On 05.02.2016 02:26, srinivas devaki wrote:
> as I come to think of it again, it is not subheap, it actually heap cut at
> some level hope you get the idea from the usage of _siftup. so even though
> the `pos` children are valid the _siftup brings down the new element (i.e
> the element which is at first at `pos`) upto its leaf level and then again
> it is brought up by using _siftdown. why do the redundant work when it can
> simply breakout?

The heapq module itself has a very extensive documentation inside. This 
is what it says for _siftup.
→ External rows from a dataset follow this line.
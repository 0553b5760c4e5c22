//! The CMR object store: the authoritative, in-process object collection
//! of one CMIS repository.
//!
//! This crate implements the stored-object model (folders, documents,
//! version series, relationships), filing and multi-filing, the
//! versioning state machine, and ACL application with propagation. The
//! store hands the query evaluator a consistent [`StoreSnapshot`] so tree
//! traversals never race with mutations.
//!
//! # Design Rules
//!
//! 1. Objects are created transient and become visible at `persist()`,
//!    which assigns the id exactly once.
//! 2. Every mutation goes through the store, is serialized behind one
//!    exclusive lock, and bumps the modification stamp and change token.
//! 3. Graph invariants (unique sibling names, acyclic filing, one PWC per
//!    series) are re-checked at the mutation that could break them.
//! 4. Failures are typed [`cmr_types::RepositoryError`] values; nothing
//!    is silently ignored.

pub mod content;
pub mod filing;
pub mod object;
pub mod store;
pub mod versioning;

pub use content::ContentStream;
pub use filing::{split_path, validate_segment, ParentRef, PATH_SEPARATOR};
pub use object::{
    DocumentData, FolderData, ObjectCore, ObjectKind, RelationshipData, StoredObject,
};
pub use store::{CheckedOutDocument, ObjectStore, StoreSnapshot};
pub use versioning::{DocumentVersion, VersionSeriesData, VersioningState};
I think this is sort of an optimization 
that works pretty well (cf. the numbers) for popping off the FIRST item:

"""

# The child indices of heap index pos are already heaps, and we want to 
make # a heap at index pos too. We do this by bubbling the smaller child 
of # pos up (and so on with that child's children, etc) until hitting a 
leaf, # then using _siftdown to move the oddball originally at index pos 
into place. # # We *could* break out of the loop as soon as we find a 
pos where newitem <= # both its children, but turns out that's not a 
good idea, and despite that # many books write the algorithm that way. 
During a heap pop, the last array # element is sifted in, and that tends 
to be large, so that comparing it # against values starting from the 
root usually doesn't pay (= usually doesn't # get us out of the loop 
early). See Knuth, Volume 3, where this is # explained and quantified in 
an exercise. # # Cutting the # of comparisons is important, since these 
routines have no # way to extract "the priority" from an array element, 
so that intelligence # is likely to be hiding in custom comparison 
methods, or in array elements # storing (priority, record) tuples. 
Comparisons are thus potentially # expensive. # # On random arrays of 
length 1000, making this change cut the number of # comparisons made by 
heapify() a little, and those made by exhaustive # heappop() a lot, in 
accord with theory. Here are typical results from 3 # runs (3 just to 
demonstrate how small the variance is): # # Compares needed by heapify 
Compares needed by 1000 heappops # -------------------------- 
-------------------------------- # 1837 cut to 1663 14996 cut to 8680 # 
1855 cut to 1659 14966 cut to 8678 # 1847 cut to 1660 15024 cut to 8703 
# # Building the heap by using heappush() 1000 times instead required # 
2198, 2148, and 2219 compares: heapify() is more efficient, when # you 
can use it. # # The total compares needed by list.sort() on the same 
lists were 8627, # 8627, and 8632 (this should be compared to the sum of 
heapify() and # heappop() compares): list.sort() is (unsurprisingly!) 
more efficient # for sorting.

"""

What do you think about our use-case?

> _siftup and _siftdown are functions from python standard heapq module.
>
> PS: I do competitive programming, I use these modules every couple of days
> when compared to other modules. so didn't give much thought when posting to
> the mailing list. sorry for that.

Competitive programming? That sounds interesting. :)

Best,
Sven

[toc] | [prev] | [next] | [standalone]

#102523

From	Bernardo Sulzbach <mafagafogigante@gmail.com>
Date	2016-02-05 12:48 -0200
Message-ID	<mailman.8.1454683705.19407.python-list@python.org>
In reply to	#102508

On 02/05/2016 12:42 PM, Sven R. Kunze wrote:
>>
>> PS: I do competitive programming, I use these modules every couple of
>> days
>> when compared to other modules. so didn't give much thought when
>> posting to
>> the mailing list. sorry for that.
>
> Competitive programming? That sounds interesting. :)
>

I wonder why you *can* use this amount of already done stuff in 
competitive programming. When I was into that you could use what the 
standard library of the language gave you and nothing else.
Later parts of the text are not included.